Ultimate Tennis Showdown (UTS) to jeden z cyklów turniejowych doraźnie stworzonych dla tenisistów w okresie pandemii. Mouratoglou wykorzystał jednak wolny czas na obmyślenie tenisa na nowo, obiecał radykalne zmiany i słowa dotrzymał.
Ze starymi przepisami nową grę łączą tylko kort i siatka oraz para uczestników z rakietami w dłoniach.
Najważniejszy jest czas – mecz tworzą cztery dziesięciominutowe kwarty (z dwuminutowymi przerwami), niemal jak w NBA. Każda kwarta musi mieć zwycięzcę – tu sprawa jest prosta, kto zdobywa w wymianach więcej punktów (liczonych zwyczajnie: 1, 2, 3…) – wygrywa. Jeśli w kwarcie jest remis, o sukcesie decyduje dodatkowa wymiana, jeden punkt i już.
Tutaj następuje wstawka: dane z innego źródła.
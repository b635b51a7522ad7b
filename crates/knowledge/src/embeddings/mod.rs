//! Embedding providers for dense retrieval.
//!
//! A provider turns one text into one vector. Providers perform a single
//! request per call; the retriever decides what a failure means.

pub mod provider;
pub mod providers;

pub use provider::{
    create_provider, ConfiguredProviderSource, EmbeddingProvider, FixedProviderSource,
    ProviderSource,
};
pub use providers::mock::MockProvider;
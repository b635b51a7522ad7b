//! Cross-module retrieval tests.

mod retrieval;
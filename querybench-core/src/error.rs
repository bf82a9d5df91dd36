use thiserror::Error;

/// Failure raised by a single query operation. Always recovered by the execution unit.
#[derive(Debug, Clone, Error, PartialEq, Eq)]
pub enum QueryError {
    #[error("{0}")]
    Failed(String),
    #[error("query timed out after {millis}ms")]
    TimedOut { millis: u64 },
    #[error("query panicked: {0}")]
    Panicked(String),
}

impl QueryError {
    pub fn failed(message: impl std::fmt::Display) -> Self {
        Self::Failed(message.to_string())
    }
}

#[derive(Debug, Clone, Error, PartialEq, Eq)]
pub enum SourceError {
    #[error("failed to acquire connection: {0}")]
    Acquire(String),
    #[error("failed to release connection: {0}")]
    Release(String),
}

#[derive(Debug, Clone, Error, PartialEq, Eq)]
pub enum CatalogError {
    #[error("operation already registered: {0}")]
    Duplicate(String),
    #[error("catalog is empty; cannot generate {requested} operations")]
    Empty { requested: usize },
}

/// Rejected benchmark configuration. Nothing is substituted for a rejected value.
#[derive(Debug, Clone, Error, PartialEq, Eq)]
pub enum ConfigError {
    #[error("number of queries must be greater than zero")]
    NoQueries,
    #[error("worker count list is empty")]
    NoWorkerCounts,
    #[error("batch size list is empty")]
    NoBatchSizes,
    #[error("no execution mode selected (enable threaded and/or multiprocess)")]
    NoModes,
    #[error("worker count must be greater than zero")]
    ZeroWorkers,
    #[error("batch size must be greater than zero (use none for a single batch)")]
    ZeroBatchSize,
    #[error("request asks for {requested} queries but {generated} were generated")]
    QueryCountMismatch { requested: usize, generated: usize },
}
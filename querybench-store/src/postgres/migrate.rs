use sqlx::PgPool;

use crate::error::StoreError;

pub async fn run_migrations(pool: &PgPool) -> Result<(), StoreError> {
    let migrator = sqlx::migrate!("postgres/migrations");
    let result: Result<(), sqlx::migrate::MigrateError> = migrator.run(pool).await;
    result.map_err(|e| StoreError::Other(e.to_string()))?;
    Ok(())
}
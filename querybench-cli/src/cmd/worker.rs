use std::time::Duration;

use querybench_core::{Catalog, DataSource};
use querybench_exec::executor::serve_worker;
use querybench_exec::synthetic::{synthetic_catalog, SyntheticSource};
use querybench_exec::WorkerError;
use querybench_store::{insurance_catalog, PgSource};
use tokio::io::BufReader;

use crate::exit_codes;
use crate::{CatalogArgs, CatalogKind, StoreArgs, TimeoutArgs};

/// Entry point of a pool worker process. stdout belongs to the protocol, so
/// every diagnostic goes to stderr.
pub async fn worker_cmd(catalog: CatalogArgs, store: StoreArgs, timeout: TimeoutArgs) -> i32 {
    let timeout = timeout.duration();
    match catalog.catalog {
        CatalogKind::Synthetic => match synthetic_catalog() {
            Ok(catalog) => serve(&catalog, &SyntheticSource::new(), timeout).await,
            Err(e) => {
                eprintln!("error: invalid catalog: {e}");
                exit_codes::RUNTIME_ERROR
            }
        },
        CatalogKind::Postgres => {
            let catalog = match insurance_catalog() {
                Ok(c) => c,
                Err(e) => {
                    eprintln!("error: invalid catalog: {e}");
                    return exit_codes::RUNTIME_ERROR;
                }
            };
            let Some(database_url) = store.database_url() else {
                eprintln!("error: worker started without QUERYBENCH_DATABASE_URL");
                return exit_codes::RUNTIME_ERROR;
            };
            let source = match PgSource::connect(&database_url, store.max_connections).await {
                Ok(s) => s.keep_connections(store.keep_connections),
                Err(e) => {
                    eprintln!("error: failed to connect to postgres: {e}");
                    return exit_codes::RUNTIME_ERROR;
                }
            };
            let code = serve(&catalog, &source, timeout).await;
            source.close().await;
            code
        }
    }
}

async fn serve<S: DataSource>(catalog: &Catalog<S>, source: &S, timeout: Option<Duration>) -> i32 {
    let reader = BufReader::new(tokio::io::stdin());
    let writer = tokio::io::stdout();
    let result: Result<usize, WorkerError> =
        serve_worker(catalog, source, timeout, reader, writer).await;
    match result {
        Ok(served) => {
            tracing::debug!(served, pid = std::process::id(), "worker finished");
            exit_codes::SUCCESS
        }
        Err(e) => {
            tracing::error!(error = %e, "worker failed");
            eprintln!("error: {e}");
            exit_codes::RUNTIME_ERROR
        }
    }
}
use serde::Serialize;

use querybench_store::{run_migrations, PgSource};

use crate::exit_codes;
use crate::output::{print_error, print_result, OutputFormat};
use crate::{OutputArgs, StoreArgs};

#[derive(Serialize)]
struct MigrateResult {
    success: bool,
    message: String,
}

pub async fn migrate_cmd(store: StoreArgs, output: OutputArgs) -> i32 {
    let database_url = match store.database_url() {
        Some(v) => v,
        None => {
            print_error(
                output.format,
                output.quiet,
                "missing database url (use --store or set QUERYBENCH_DATABASE_URL / DATABASE_URL)",
            );
            return exit_codes::RUNTIME_ERROR;
        }
    };

    let source = match PgSource::connect(&database_url, store.max_connections).await {
        Ok(s) => s,
        Err(e) => {
            print_error(output.format, output.quiet, &format!("failed to connect to postgres: {e}"));
            return exit_codes::RUNTIME_ERROR;
        }
    };

    let code = match run_migrations(source.pool()).await {
        Ok(()) => {
            let result = MigrateResult {
                success: true,
                message: "migrations applied".to_string(),
            };
            if output.format == OutputFormat::Text && !output.quiet {
                println!("ok: migrations applied");
            } else {
                print_result(output.format, output.quiet, &result);
            }
            exit_codes::SUCCESS
        }
        Err(e) => {
            print_error(output.format, output.quiet, &format!("migration failed: {e}"));
            exit_codes::RUNTIME_ERROR
        }
    };
    source.close().await;
    code
}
Nie ma rozgrzewki. Tenisiści serwują naprzemiennie po dwa razy, choć są wyjątki. Mecz wygrywa ten, który wygrał więcej kwart (rozgrywa się wszystkie kwarty, nawet jak jest 3:0). Jeśli po czterech kwartach jest remis 2:2, decyduje „nagła śmierć” – dogrywka, w której zwycięzcą zostaje ten, kto pierwszy zdobywa dwa kolejne punkty.